David Beckham pays tribute to Irish legend Robbie Keane
Soccer superstar David Beckham has paid tribute to Irish legend Robbie Keane, who announced his international retirement earlier this week
Keane’s retirement follows a glittering career that saw him lead the line for his country in three major tournaments and take part in some of Ireland’s most famous victories – including the dramatic win over Holland in 2001.
Keane is Ireland’s greatest ever goal scorer with 67 goals in 145 games for his country. He eclipsed the tally of previous top scorer Niall Quinn when he was just 24 years old.
His record puts him not just at the top of Ireland’s list, but also makes him one of the great international strikers, comparable to the greats of any country in the world. He is 5th on the all-time list of European goal scorers.
While Keane has retired from international football, American fans can still see him turn out in the MLS for LA Galaxy, where he has played for the past five years.
Former England captain David Beckham, a onetime Galaxy team mate of Keane’s, was full of praise for the Irish star.
Beckham posted the following message on his Instagram page: “145 caps , 67 goals .. Passion and love for the game especially when playing for his country .. Doesn’t matter where he plays he scores goals.. Sad to see Keano retiring from Ireland but this last game wed should be a huge celebration.. Congrats mate.”
Beckham mentioned the ‘last game on Wednesday’ which will be a friendly against Oman. Not usually one to get particularly excited about but the former Real Madrid and Manchester United man is right – it will be a huge celebration for one of Ireland’s greatest ever sports stars.
Keane’s statement said: “Today, I am announcing my decision to retire from international football following the upcoming game with Oman on 31 August in the Aviva Stadium.
“It has been a wonderful journey for me to have played with the Irish national team for over 19 years since I made my senior international debut back in 1998. I have enjoyed it all.
“It has also been a great honour for both me and my family to have been given the opportunity to captain my country for over ten years.
“As a young boy growing up in Dublin playing football on the street, I could never have imagined the path my life would take – it has exceeded my wildest expectations.

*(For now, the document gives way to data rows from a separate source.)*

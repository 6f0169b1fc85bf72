//! Folio TUI - terminal chart deck for a finished portfolio analysis
//!
//! Shows, one at a time:
//! - Close price history
//! - Correlation heatmap of daily returns
//! - Daily returns
//! - Cumulative growth of one rupee

pub mod deck;
pub mod navigation;
pub mod panels;
pub mod theme;

pub use deck::{run_deck, ChartDeck, ChartKind};
pub use navigation::handle_key_event;
pub use theme::Theme;

#[cfg(test)]
mod test_helpers;
//! Return statistics as pure functions over price and return tables.
//!
//! Every function is a one-shot transform of a whole table: table in, table
//! or per-symbol values out. No dependencies on the data providers or the UI.

use folio_core::{CorrelationMatrix, GrowthTable, PriceTable, ReturnsTable};
use serde::Serialize;

/// Trading days used to annualize daily volatility.
pub const TRADING_DAYS_PER_YEAR: f64 = 252.0;

/// One value per symbol, in column order.
#[derive(Debug, Clone, PartialEq, Serialize)]
pub struct SymbolValues(Vec<SymbolValue>);

#[derive(Debug, Clone, PartialEq, Serialize)]
pub struct SymbolValue {
    pub symbol: String,
    /// `NaN` when the statistic is undefined (serialized as `null`).
    pub value: f64,
}

impl SymbolValues {
    fn from_columns<F>(returns: &ReturnsTable, mut f: F) -> Self
    where
        F: FnMut(&[f64]) -> f64,
    {
        Self(
            returns
                .columns()
                .map(|(symbol, column)| SymbolValue {
                    symbol: symbol.to_string(),
                    value: f(column),
                })
                .collect(),
        )
    }

    pub fn get(&self, symbol: &str) -> Option<f64> {
        self.0.iter().find(|v| v.symbol == symbol).map(|v| v.value)
    }

    pub fn iter(&self) -> impl Iterator<Item = &SymbolValue> {
        self.0.iter()
    }

    pub fn len(&self) -> usize {
        self.0.len()
    }

    pub fn is_empty(&self) -> bool {
        self.0.is_empty()
    }
}

/// The three printed statistics, all as percentages.
#[derive(Debug, Clone, Serialize)]
pub struct ReturnSummary {
    pub mean_return: SymbolValues,
    pub annualized_volatility: SymbolValues,
    pub reward_per_risk: SymbolValues,
}

impl ReturnSummary {
    pub fn compute(returns: &ReturnsTable) -> Self {
        Self {
            mean_return: mean_return(returns),
            annualized_volatility: annualized_volatility(returns),
            reward_per_risk: reward_per_risk(returns),
        }
    }
}

// ─── Table transforms ───────────────────────────────────────────────

/// Fractional change from `prev` to `cur`. NaN if either is missing.
pub fn pct_change(prev: f64, cur: f64) -> f64 {
    cur / prev - 1.0
}

/// Day-over-day fractional change per column.
///
/// A row survives only if every column has a defined change on it, so the
/// first row is always dropped and a gap in any one symbol drops that date
/// (and the date after it) for all symbols.
pub fn daily_returns(prices: &PriceTable) -> ReturnsTable {
    let raw = prices.map_columns(|src, out| {
        for t in 1..src.len() {
            out[t] = pct_change(src[t - 1], src[t]);
        }
    });
    let complete = raw.retain_rows(|row| row > 0 && raw.row_is_complete(row));
    ReturnsTable::new(complete)
}

/// Running product of `(1 + r)` per column, starting at the first return date.
pub fn cumulative_growth(returns: &ReturnsTable) -> GrowthTable {
    GrowthTable::new(returns.map_columns(|src, out| {
        let mut growth = 1.0;
        for (o, r) in out.iter_mut().zip(src) {
            growth *= 1.0 + r;
            *o = growth;
        }
    }))
}

/// Full-sample Pearson correlation between every pair of return columns.
///
/// The diagonal is 1.0. Pairs involving a zero-variance column are NaN.
pub fn correlation(returns: &ReturnsTable) -> CorrelationMatrix {
    let columns: Vec<&[f64]> = returns.columns().map(|(_, c)| c).collect();
    CorrelationMatrix::from_pairs(returns.symbols().to_vec(), |i, j| {
        pearson(columns[i], columns[j])
    })
}

// ─── Per-symbol statistics ──────────────────────────────────────────

/// Arithmetic mean of daily returns, × 100.
pub fn mean_return(returns: &ReturnsTable) -> SymbolValues {
    SymbolValues::from_columns(returns, |c| mean(c) * 100.0)
}

/// Sample standard deviation of daily returns × √252, × 100.
pub fn annualized_volatility(returns: &ReturnsTable) -> SymbolValues {
    SymbolValues::from_columns(returns, |c| annualized_std(c) * 100.0)
}

/// Mean daily return divided by annualized volatility, × 100.
///
/// A constant price series has zero volatility; its ratio is reported as
/// NaN rather than ±infinity.
pub fn reward_per_risk(returns: &ReturnsTable) -> SymbolValues {
    SymbolValues::from_columns(returns, |c| {
        let vol = annualized_std(c);
        if !vol.is_finite() || vol == 0.0 {
            return f64::NAN;
        }
        mean(c) / vol * 100.0
    })
}

// ─── Scalar helpers ─────────────────────────────────────────────────

/// Arithmetic mean. NaN for an empty slice.
pub fn mean(values: &[f64]) -> f64 {
    if values.is_empty() {
        return f64::NAN;
    }
    values.iter().sum::<f64>() / values.len() as f64
}

/// Sample standard deviation (n − 1). NaN for fewer than two values.
pub fn sample_std(values: &[f64]) -> f64 {
    if values.len() < 2 {
        return f64::NAN;
    }
    let m = mean(values);
    let ss: f64 = values.iter().map(|v| (v - m).powi(2)).sum();
    (ss / (values.len() - 1) as f64).sqrt()
}

fn annualized_std(values: &[f64]) -> f64 {
    sample_std(values) * TRADING_DAYS_PER_YEAR.sqrt()
}

/// Pearson correlation coefficient, clamped to [-1, 1].
///
/// NaN when the inputs differ in length, have fewer than two points, or
/// either side has zero variance.
pub fn pearson(x: &[f64], y: &[f64]) -> f64 {
    if x.len() != y.len() || x.len() < 2 {
        return f64::NAN;
    }
    let mx = mean(x);
    let my = mean(y);
    let (mut sxy, mut sxx, mut syy) = (0.0, 0.0, 0.0);
    for (a, b) in x.iter().zip(y) {
        let dx = a - mx;
        let dy = b - my;
        sxy += dx * dy;
        sxx += dx * dx;
        syy += dy * dy;
    }
    if sxx == 0.0 || syy == 0.0 {
        return f64::NAN;
    }
    (sxy / (sxx * syy).sqrt()).clamp(-1.0, 1.0)
}

#[cfg(test)]
mod tests {
    use super::*;
    use chrono::NaiveDate;
    use folio_core::DateTable;

    const EPS: f64 = 1e-12;

    fn dates(n: usize) -> Vec<NaiveDate> {
        let start = NaiveDate::from_ymd_opt(2024, 1, 1).unwrap();
        (0..n).map(|i| start + chrono::Duration::days(i as i64)).collect()
    }

    fn prices(columns: Vec<(&str, Vec<f64>)>) -> PriceTable {
        let n = columns[0].1.len();
        let symbols = columns.iter().map(|(s, _)| s.to_string()).collect();
        let cells = columns.into_iter().map(|(_, c)| c).collect();
        PriceTable::new(DateTable::new(dates(n), symbols, cells).unwrap())
    }

    fn returns(columns: Vec<(&str, Vec<f64>)>) -> ReturnsTable {
        ReturnsTable::new(prices(columns).into_inner())
    }

    fn assert_close(actual: &[f64], expected: &[f64]) {
        assert_eq!(actual.len(), expected.len());
        for (a, e) in actual.iter().zip(expected) {
            assert!((a - e).abs() < EPS, "{actual:?} != {expected:?}");
        }
    }

    #[test]
    fn two_symbol_three_day_example() {
        let p = prices(vec![("A", vec![100.0, 110.0, 99.0]), ("B", vec![50.0, 50.0, 55.0])]);

        let r = daily_returns(&p);
        assert_eq!(r.len(), 2);
        assert_eq!(r.dates(), &p.dates()[1..]);
        assert_close(r.column("A").unwrap(), &[0.10, -0.10]);
        assert_close(r.column("B").unwrap(), &[0.0, 0.10]);

        let g = cumulative_growth(&r);
        assert_eq!(g.dates(), r.dates());
        assert_close(g.column("A").unwrap(), &[1.10, 0.99]);
        assert_close(g.column("B").unwrap(), &[1.00, 1.10]);
    }

    #[test]
    fn gap_in_one_symbol_drops_rows_for_all() {
        let p = prices(vec![
            ("A", vec![10.0, 11.0, 12.0, 13.0, 14.0]),
            ("B", vec![20.0, f64::NAN, 22.0, 23.0, 24.0]),
        ]);
        let r = daily_returns(&p);

        // Row 1 (B missing) and row 2 (B's prior missing) go, plus the leading row.
        assert_eq!(r.len(), 2);
        assert_eq!(r.dates(), &[p.dates()[3], p.dates()[4]]);
        assert_close(r.column("A").unwrap(), &[13.0 / 12.0 - 1.0, 14.0 / 13.0 - 1.0]);
    }

    #[test]
    fn single_row_prices_yield_empty_returns() {
        let p = prices(vec![("A", vec![10.0])]);
        let r = daily_returns(&p);
        assert!(r.is_empty());
        assert_eq!(r.symbols(), &["A".to_string()]);
    }

    #[test]
    fn mean_return_is_percentage() {
        let r = returns(vec![("A", vec![0.01, -0.01, 0.02])]);
        let m = mean_return(&r).get("A").unwrap();
        assert!((m - 0.666_666_666_666_666_6).abs() < 1e-9, "{m}");
    }

    #[test]
    fn annualized_volatility_uses_sample_std() {
        let r = returns(vec![("A", vec![0.01, -0.01, 0.02])]);
        // mean = 0.00667, ss = 0.000467, var = ss / 2
        let expected = 0.000_233_333_333_333_333_3_f64.sqrt() * 252f64.sqrt() * 100.0;
        let v = annualized_volatility(&r).get("A").unwrap();
        assert!((v - expected).abs() < 1e-9, "{v} vs {expected}");
    }

    #[test]
    fn reward_per_risk_is_mean_over_annual_vol() {
        let r = returns(vec![("A", vec![0.01, -0.01, 0.02])]);
        let mean_pct = mean_return(&r).get("A").unwrap();
        let vol_pct = annualized_volatility(&r).get("A").unwrap();
        let rpr = reward_per_risk(&r).get("A").unwrap();
        assert!((rpr - mean_pct / vol_pct * 100.0).abs() < 1e-9);
    }

    #[test]
    fn zero_volatility_reward_is_nan() {
        let p = prices(vec![("FLAT", vec![5.0, 5.0, 5.0, 5.0]), ("UP", vec![1.0, 2.0, 3.0, 5.0])]);
        let r = daily_returns(&p);
        let rpr = reward_per_risk(&r);

        assert!(rpr.get("FLAT").unwrap().is_nan());
        assert!(rpr.get("UP").unwrap().is_finite());
        assert_eq!(annualized_volatility(&r).get("FLAT"), Some(0.0));
    }

    #[test]
    fn correlation_is_symmetric_with_unit_diagonal() {
        let r = returns(vec![
            ("A", vec![0.01, 0.02, -0.01, 0.03]),
            ("B", vec![0.02, 0.04, -0.02, 0.06]),
            ("C", vec![-0.01, -0.02, 0.01, -0.03]),
        ]);
        let c = correlation(&r);

        assert_eq!(c.len(), 3);
        for i in 0..3 {
            assert_eq!(c.at(i, i), 1.0);
            for j in 0..3 {
                assert_eq!(c.at(i, j), c.at(j, i));
            }
        }
        assert!((c.get("A", "B").unwrap() - 1.0).abs() < EPS);
        assert!((c.get("A", "C").unwrap() + 1.0).abs() < EPS);
    }

    #[test]
    fn correlation_with_flat_series_is_nan_off_diagonal() {
        let r = returns(vec![("A", vec![0.01, 0.02, -0.01]), ("FLAT", vec![0.0, 0.0, 0.0])]);
        let c = correlation(&r);
        assert!(c.get("A", "FLAT").unwrap().is_nan());
        assert_eq!(c.get("FLAT", "FLAT"), Some(1.0));
    }

    #[test]
    fn helpers_handle_short_inputs() {
        assert!(mean(&[]).is_nan());
        assert!(sample_std(&[1.0]).is_nan());
        assert!(pearson(&[1.0], &[2.0]).is_nan());
        assert!(pearson(&[1.0, 2.0], &[1.0]).is_nan());
    }

    #[test]
    fn summary_preserves_column_order() {
        let r = returns(vec![("Z", vec![0.01, 0.02]), ("A", vec![0.03, 0.01])]);
        let s = ReturnSummary::compute(&r);
        let order: Vec<&str> = s.mean_return.iter().map(|v| v.symbol.as_str()).collect();
        assert_eq!(order, vec!["Z", "A"]);
        assert_eq!(s.annualized_volatility.len(), 2);
        assert_eq!(s.reward_per_risk.len(), 2);
    }
}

“I have been extremely lucky to have had the opportunity to play for and captain my country – it was my ultimate goal all those years ago and it has been, by far, my greatest achievement.
“I would never have believed all those years ago that I would get the opportunity to play for my country 145 times and to score 67 goals – and through it all, I have never stopped chasing the next one.
“I have been on the most incredible journey with the Irish team and fans over the last 18 years and words cannot express how proud I am to be Irish. Each and every time I put on the green jersey, it is such an honour.
“I have grown up playing for Ireland and look back at the 17-year-old kid making his international debut, taken under the wing of Mick McCarthy and the FAI, and think of the person I am today and realise how playing for Ireland has been such a huge influence in my life.
“My team-mates over the years, the backroom staff, managers, FAI and the fans became my second family. I always looked forward to meeting with the team – it became a home away from home no matter what part of the world I was living in.
“I have so many fantastic memories of days with the Irish team and have made so many friends both on and off the pitch over this time.
“I have been very fortunate to play at major tournaments for Ireland over the years and I will cherish all of those memories. But one in particular stands out – the 2002 World Cup and scoring the late goal in Ibaraki, Japan against Oliver Kahn.
“The atmosphere, the adrenaline and the buzz from the fans that night is something I will always remember.
“I would like to thank all those who have supported me throughout my international career and who helped to make it all possible.”